How do desktop AI agents work in plain English?

A desktop AI agent loops three steps. First it perceives the screen — either as a screenshot (pixels) or as an accessibility tree (the structured element list the operating system maintains for screen readers), or both. Second it plans: it sends that context plus your goal and a list of available tools to a frontier model, which returns one next action. Third it acts: the runtime executes that action on the host OS — a left_click at specific coordinates, a typed string, a shell command, an OS keyboard shortcut. Then it captures a new screenshot and repeats. The loop ends when the model decides the goal is met, or it hits a step that requires explicit human approval. The model is the brain; the runtime is the body.

What is the agent loop?

The agent loop is the perceive-plan-act cycle that runs between the model and the desktop. Anthropic's API docs call it the repetition where 'Claude responds with a tool use request and your application responds to Claude with the results of evaluating that request.' OpenAI describes its Computer-Using Agent (CUA) the same way: 'CUA runs through a loop that receives a visual snapshot of the computer's current state; then reasons through the next appropriate steps using context-informed chain-of-thought; and finally takes actions until it decides the task is completed or human input is needed.' Each turn through the loop is one tool call. A complex desktop task — open a folder, find a file, extract a value, paste it into a spreadsheet, email the result — might take 20 to 100 loop iterations.

How does an AI agent see the screen?

Two ways, sometimes both at once. The pixel approach captures a screenshot at native resolution and feeds it to a vision-language model, which identifies elements and computes click coordinates. Anthropic's computer use is pixel-first: their engineering writeup describes 'counting how many pixels vertically or horizontally to move a cursor in order to click in the correct place.' The accessibility-tree approach reads the structured list of UI elements that macOS and Windows already maintain for assistive technologies — each element has a role (button, text field), a label, and an on-screen rectangle. Pixel control works on every app but is brittle when layouts shift. Accessibility-tree control is precise and resolution-independent but only sees apps that expose their UI through the OS APIs. Production desktop agents typically use the accessibility tree first and fall back to pixels for canvas apps, games, and PDFs.

Why does a desktop AI agent need a permission system?

Because the same loop that lets it open a folder also lets it delete one. A frontier model is non-deterministic — it may misread a button, misinterpret a goal, or get prompt-injected by something on screen.
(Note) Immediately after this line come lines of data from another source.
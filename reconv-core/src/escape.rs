//! Escape classification shared by both converters
//!
//! Two questions are answered here:
//! - given the byte after a `\`, is it a valid escape introducer and what
//!   literal byte does it stand for
//! - given a raw literal byte about to be written, does it need an
//!   escaped spelling in canonical output

use crate::cursor::Cursor;
use crate::emitter::Emitter;
use crate::error::{ConversionError, Result, SyntaxErrorKind};

/// The escape character (`\e`)
pub const ESC: u8 = 0x1B;

/// Control escape letters paired with the bytes they denote
const CONTROL_ESCAPES: [(u8, u8); 8] = [
    (b'a', 0x07),
    (b'b', 0x08),
    (b'e', ESC),
    (b'f', 0x0C),
    (b'n', b'\n'),
    (b'r', b'\r'),
    (b't', b'\t'),
    (b'v', 0x0B),
];

/// Characters that stand for themselves when escaped
const META_ESCAPES: &[u8] = b"()[]<>.\\|^$*+?&\"";

/// How a raw literal byte must be written in canonical output
#[derive(Debug, Clone, Copy, PartialEq, Eq)]
pub enum LiteralForm {
    /// Written as-is
    Plain,
    /// Written as `\` followed by the given letter
    Letter(u8),
    /// Written as a three digit octal escape `\0ddd`
    Octal,
}

/// Resolve the byte following a `\` to the literal value it denotes.
///
/// Returns `None` when the byte does not introduce a valid escape.
pub fn canonicalize_escape(byte: u8) -> Option<u8> {
    CONTROL_ESCAPES
        .iter()
        .find(|(letter, _)| *letter == byte)
        .map(|(_, value)| *value)
        .or_else(|| META_ESCAPES.contains(&byte).then_some(byte))
}

/// Find the escape letter for a raw control byte, e.g. TAB -> `t`.
pub fn control_to_escape_letter(byte: u8) -> Option<u8> {
    CONTROL_ESCAPES
        .iter()
        .find(|(_, value)| *value == byte)
        .map(|(letter, _)| *letter)
}

/// Decide how a raw literal byte is spelled in canonical output.
///
/// Bytes at or above 0x80 belong to multi-byte characters and are passed
/// through untouched.
pub fn classify_literal(byte: u8) -> LiteralForm {
    if let Some(letter) = control_to_escape_letter(byte) {
        LiteralForm::Letter(letter)
    } else if byte.is_ascii_control() {
        LiteralForm::Octal
    } else {
        LiteralForm::Plain
    }
}

/// Fixed width octal digits of a byte, most significant first.
pub fn octal_digits(byte: u8) -> [u8; 3] {
    [
        b'0' + byte / 64,
        b'0' + (byte % 64) / 8,
        b'0' + byte % 8,
    ]
}

/// Emit `\0ddd` for the given value.
pub fn emit_octal<E: Emitter>(value: u8, out: &mut E) {
    out.emit(b'\\');
    out.emit(b'0');
    out.emit_all(&octal_digits(value));
}

/// Emit a raw literal byte in its canonical spelling.
///
/// Returns the number of bytes written.
pub fn emit_literal<E: Emitter>(byte: u8, out: &mut E) -> usize {
    match classify_literal(byte) {
        LiteralForm::Plain => {
            out.emit(byte);
            1
        }
        LiteralForm::Letter(letter) => {
            out.emit(b'\\');
            out.emit(letter);
            2
        }
        LiteralForm::Octal => {
            emit_octal(byte, out);
            5
        }
    }
}

/// Read the digits of a numeric escape.
///
/// The cursor sits after `\0`; one to three octal digits are consumed.
/// `offset` is where the escape started and is used for errors.
pub fn read_octal(cursor: &mut Cursor<'_>, offset: usize) -> Result<u8> {
    let mut value: u32 = 0;
    let mut digits = 0;
    while digits < 3 {
        match cursor.peek() {
            Some(d @ b'0'..=b'7') => {
                cursor.bump();
                value = value * 8 + u32::from(d - b'0');
                digits += 1;
            }
            _ => break,
        }
    }
    if digits == 0 {
        return Err(ConversionError::syntax(
            offset,
            SyntaxErrorKind::InvalidEscape { escape: '0' },
        ));
    }
    u8::try_from(value).map_err(|_| {
        ConversionError::syntax(offset, SyntaxErrorKind::InvalidEscape { escape: '0' })
    })
}

/// Length in bytes of the UTF-8 sequence introduced by `lead`.
pub(crate) fn utf8_len(lead: u8) -> usize {
    match lead {
        0x00..=0x7F => 1,
        0xC0..=0xDF => 2,
        0xE0..=0xEF => 3,
        0xF0..=0xF7 => 4,
        _ => 1,
    }
}

/// Decode the code point of a UTF-8 sequence taken from valid `str` input.
pub(crate) fn code_point(bytes: &[u8]) -> u32 {
    std::str::from_utf8(bytes)
        .ok()
        .and_then(|s| s.chars().next())
        .map_or(u32::from(bytes[0]), u32::from)
}

#[cfg(test)]
mod tests {
    use super::*;
    use crate::emitter::WritingEmitter;

    #[test]
    fn test_control_escapes() {
        assert_eq!(canonicalize_escape(b'n'), Some(b'\n'));
        assert_eq!(canonicalize_escape(b't'), Some(b'\t'));
        assert_eq!(canonicalize_escape(b'e'), Some(0x1B));
        assert_eq!(canonicalize_escape(b'a'), Some(0x07));
        assert_eq!(canonicalize_escape(b'v'), Some(0x0B));
    }

    #[test]
    fn test_meta_escapes_stand_for_themselves() {
        for &c in b"()[]<>.\\|^$*+?&\"" {
            assert_eq!(canonicalize_escape(c), Some(c), "escape of {}", c as char);
        }
    }

    #[test]
    fn test_unknown_escapes() {
        assert_eq!(canonicalize_escape(b'q'), None);
        assert_eq!(canonicalize_escape(b'{'), None);
        assert_eq!(canonicalize_escape(b'-'), None);
        assert_eq!(canonicalize_escape(b'0'), None);
    }

    #[test]
    fn test_control_to_letter() {
        assert_eq!(control_to_escape_letter(b'\n'), Some(b'n'));
        assert_eq!(control_to_escape_letter(b'\r'), Some(b'r'));
        assert_eq!(control_to_escape_letter(0x08), Some(b'b'));
        assert_eq!(control_to_escape_letter(b'x'), None);
    }

    #[test]
    fn test_classify_literal() {
        assert_eq!(classify_literal(b'a'), LiteralForm::Plain);
        assert_eq!(classify_literal(b' '), LiteralForm::Plain);
        assert_eq!(classify_literal(b'\t'), LiteralForm::Letter(b't'));
        assert_eq!(classify_literal(0x01), LiteralForm::Octal);
        assert_eq!(classify_literal(0x7F), LiteralForm::Octal);
        assert_eq!(classify_literal(0xC3), LiteralForm::Plain);
    }

    #[test]
    fn test_octal_digits() {
        assert_eq!(&octal_digits(0x01), b"001");
        assert_eq!(&octal_digits(0x7F), b"177");
        assert_eq!(&octal_digits(0xFF), b"377");
    }

    #[test]
    fn test_emit_literal() {
        let mut out = WritingEmitter::with_capacity(16);
        assert_eq!(emit_literal(b'x', &mut out), 1);
        assert_eq!(emit_literal(b'\n', &mut out), 2);
        assert_eq!(emit_literal(0x02, &mut out), 5);
        assert_eq!(out.into_bytes(), b"x\\n\\0002".to_vec());
    }

    #[test]
    fn test_read_octal() {
        let mut cursor = Cursor::new("0179");
        assert_eq!(read_octal(&mut cursor, 0).unwrap(), 0o17);
        assert_eq!(cursor.peek(), Some(b'9'));

        let mut cursor = Cursor::new("1234");
        assert_eq!(read_octal(&mut cursor, 0).unwrap(), 0o123);
        assert_eq!(cursor.peek(), Some(b'4'));
    }

    #[test]
    fn test_read_octal_errors() {
        let mut cursor = Cursor::new("x");
        assert_eq!(
            read_octal(&mut cursor, 3).unwrap_err(),
            ConversionError::syntax(3, SyntaxErrorKind::InvalidEscape { escape: '0' })
        );

        let mut cursor = Cursor::new("777");
        assert!(read_octal(&mut cursor, 0).is_err());
    }

    #[test]
    fn test_code_point() {
        assert_eq!(code_point("é".as_bytes()), 0xE9);
        assert_eq!(code_point(b"a"), 0x61);
        assert_eq!(utf8_len("é".as_bytes()[0]), 2);
    }
}
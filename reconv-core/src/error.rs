//! Error types for pattern conversion
//!
//! This module provides error handling using the `thiserror` crate.
//! Errors are categorized by their source: malformed syntax, exceeded
//! limits, or an internal inconsistency between the two conversion passes.

use thiserror::Error;

/// The main error type for pattern conversion
#[derive(Error, Debug, Clone, PartialEq, Eq)]
pub enum ConversionError {
    /// Malformed grouping, quantifier, escape or class
    #[error("syntax error at position {offset}: {kind}")]
    Syntax {
        /// Byte offset in the pattern where the error was detected
        offset: usize,
        /// The specific kind of syntax error
        kind: SyntaxErrorKind,
    },

    /// A resource bound was exceeded
    #[error("limit exceeded at position {offset}: {kind}")]
    LimitExceeded {
        /// Byte offset in the pattern where the limit was hit
        offset: usize,
        /// Which limit was exceeded
        kind: LimitKind,
    },

    /// The counting and writing passes disagreed
    #[error("internal error: {0}")]
    Internal(String),
}

/// Specific kinds of syntax errors
#[derive(Error, Debug, Clone, PartialEq, Eq)]
pub enum SyntaxErrorKind {
    /// `(` without a matching `)`
    #[error("missing right parenthesis ')'")]
    MissingRightParen,

    /// `)` without a matching `(`
    #[error("missing left parenthesis '('")]
    MissingLeftParen,

    /// Input left over after a complete pattern
    #[error("junk on end")]
    JunkOnEnd,

    /// A quantifier with no operand, e.g. `+abc`
    #[error("'{quantifier}' follows nothing")]
    QuantifierFollowsNothing {
        /// The offending quantifier
        quantifier: char,
    },

    /// Stacked quantifiers such as `a**` or `a?+`
    #[error("nested quantifiers *, + or ?")]
    NestedQuantifiers,

    /// `+` applied to something that may match the empty string
    #[error("'{quantifier}' operand could be empty")]
    EmptyOperand {
        /// The offending quantifier
        quantifier: char,
    },

    /// `\` followed by a character that is not a known escape
    #[error("'\\{}' is an invalid escape sequence", display_escape(.escape))]
    InvalidEscape {
        /// The character following the backslash
        escape: char,
    },

    /// `\` as the final byte of a pattern
    #[error("trailing '\\' at end of pattern")]
    TrailingBackslash,

    /// `[` without a closing `]`
    #[error("missing right ']'")]
    UnterminatedClass,

    /// A class range whose left endpoint sorts after its right endpoint
    #[error("invalid [] range")]
    InvalidRange,
}

/// Limits that a conversion can exceed
#[derive(Error, Debug, Clone, PartialEq, Eq)]
pub enum LimitKind {
    /// More capturing groups than allowed
    #[error("too many '(' groups (limit {limit})")]
    TooManyGroups {
        /// The configured group limit
        limit: usize,
    },

    /// A character class whose body outgrew the accumulator bound
    #[error("character class too complex (limit {limit} bytes)")]
    ClassTooComplex {
        /// The configured byte bound
        limit: usize,
    },
}

impl ConversionError {
    /// Create a syntax error at the given offset
    pub fn syntax(offset: usize, kind: SyntaxErrorKind) -> Self {
        ConversionError::Syntax { offset, kind }
    }

    /// Create a limit error at the given offset
    pub fn limit(offset: usize, kind: LimitKind) -> Self {
        ConversionError::LimitExceeded { offset, kind }
    }

    /// Byte offset where the error was detected, if it has one
    pub fn offset(&self) -> Option<usize> {
        match self {
            ConversionError::Syntax { offset, .. } | ConversionError::LimitExceeded { offset, .. } => {
                Some(*offset)
            }
            ConversionError::Internal(_) => None,
        }
    }

    /// The human-readable message without the position prefix
    pub fn message(&self) -> String {
        match self {
            ConversionError::Syntax { kind, .. } => kind.to_string(),
            ConversionError::LimitExceeded { kind, .. } => kind.to_string(),
            ConversionError::Internal(msg) => msg.clone(),
        }
    }

    /// Whether this error is a resource limit rather than bad syntax
    pub fn is_limit(&self) -> bool {
        matches!(self, ConversionError::LimitExceeded { .. })
    }
}

fn display_escape(escape: &char) -> String {
    if escape.is_control() || escape.is_whitespace() {
        format!("x{:02X}", u32::from(*escape))
    } else {
        escape.to_string()
    }
}

/// Result type alias for conversion operations
pub type Result<T> = std::result::Result<T, ConversionError>;

#[cfg(test)]
mod tests {
    use super::*;

    #[test]
    fn test_syntax_error_display() {
        let err = ConversionError::syntax(2, SyntaxErrorKind::NestedQuantifiers);
        assert_eq!(
            err.to_string(),
            "syntax error at position 2: nested quantifiers *, + or ?"
        );
    }

    #[test]
    fn test_follows_nothing_display() {
        let err = ConversionError::syntax(
            0,
            SyntaxErrorKind::QuantifierFollowsNothing { quantifier: '+' },
        );
        assert_eq!(err.message(), "'+' follows nothing");
        assert_eq!(err.offset(), Some(0));
    }

    #[test]
    fn test_invalid_escape_display() {
        let err = SyntaxErrorKind::InvalidEscape { escape: 'q' };
        assert_eq!(err.to_string(), "'\\q' is an invalid escape sequence");

        let err = SyntaxErrorKind::InvalidEscape { escape: '\t' };
        assert_eq!(err.to_string(), "'\\x09' is an invalid escape sequence");

        let err = SyntaxErrorKind::InvalidEscape { escape: 'é' };
        assert_eq!(err.to_string(), "'\\é' is an invalid escape sequence");
    }

    #[test]
    fn test_limit_error() {
        let err = ConversionError::limit(120, LimitKind::TooManyGroups { limit: 50 });
        assert!(err.is_limit());
        assert_eq!(err.offset(), Some(120));
        assert_eq!(err.message(), "too many '(' groups (limit 50)");
        assert!(err.to_string().starts_with("limit exceeded at position 120"));
    }

    #[test]
    fn test_internal_error_has_no_offset() {
        let err = ConversionError::Internal("pass mismatch".to_string());
        assert_eq!(err.offset(), None);
        assert!(!err.is_limit());
        assert_eq!(err.to_string(), "internal error: pass mismatch");
    }
}
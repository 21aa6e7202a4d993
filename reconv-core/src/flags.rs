//! Properties propagated bottom-up through the pattern grammar

bitflags::bitflags! {
    /// What is known about a converted subexpression.
    ///
    /// The empty set is the worst case: nothing can be assumed.
    #[derive(Debug, Clone, Copy, PartialEq, Eq, Default)]
    pub struct Flags: u8 {
        /// Provably consumes at least one input character
        const HAS_WIDTH = 0b01;
        /// A single matchable unit that a quantifier can apply to directly.
        ///
        /// Tracked for each atom but not consulted by the converter itself.
        const SIMPLE = 0b10;
    }
}

impl Flags {
    /// No assumption possible
    pub const WORST: Flags = Flags::empty();

    /// Whether the subexpression always consumes input
    pub fn has_width(self) -> bool {
        self.contains(Flags::HAS_WIDTH)
    }

    /// Whether the subexpression is a single unit
    pub fn is_simple(self) -> bool {
        self.contains(Flags::SIMPLE)
    }
}

#[cfg(test)]
mod tests {
    use super::*;

    #[test]
    fn test_worst_is_empty() {
        assert!(!Flags::WORST.has_width());
        assert!(!Flags::WORST.is_simple());
    }

    #[test]
    fn test_width_propagation() {
        let atom = Flags::HAS_WIDTH | Flags::SIMPLE;
        assert!(atom.has_width());
        assert!(atom.is_simple());
        assert_eq!(atom & Flags::HAS_WIDTH, Flags::HAS_WIDTH);
    }
}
A desktop agent without permissions is one rogue tool call away from rm -rf or sending an email to the wrong list. A permission system gates the categories of action the agent is allowed to take and forces a confirmation for sensitive ones: writing to system directories, running shell commands, sending mail, touching encrypted files, making API calls that cost money. The model decides what to try; the OS-level permission layer decides what actually executes. Lapu AI gates each sensitive category with an explicit prompt and writes a local audit trail of every tool call, every screenshot, and every approval.

How do desktop AI agents compare to browser AI agents under the hood?

The loop is the same shape; the runtime is different. A browser agent (OpenAI Operator, ChatGPT Agent, Browser Use, Comet) runs the perceive-plan-act loop against a single Chrome instance — usually a remote one in the vendor's cloud. It sees the DOM and the page screenshot, takes browser actions (click, type, scroll, navigate), and never touches your filesystem. A desktop agent runs the same loop against your real macOS or Windows session — it sees any app, takes any OS action, and touches your real files. That's why browser agents are easier to sandbox and benchmark (the action space is smaller) and desktop agents are harder but more useful for work that lives outside a browser tab.

How good are desktop AI agents in 2026?

On the OSWorld benchmark — 369 real computer tasks across Ubuntu, Windows, and macOS — the original 2024 paper found the best AI system completed only 12.24% of tasks vs 72.4% for humans, with the main weaknesses being GUI grounding and operational knowledge. By 2025, Anthropic's Computer Use scored around 22% and OpenAI's CUA around 38% on OSWorld, per WorkOS's comparison. Newer 2026 systems have closed much of the gap on web-only benchmarks (CUA hits 87% on WebVoyager) but full-desktop work is still the harder problem. The takeaway: trust desktop agents for repetitive, well-defined work where you can verify the result — file sorting, data extraction, form filling, sequenced multi-app workflows — and stay in the loop for anything destructive or novel.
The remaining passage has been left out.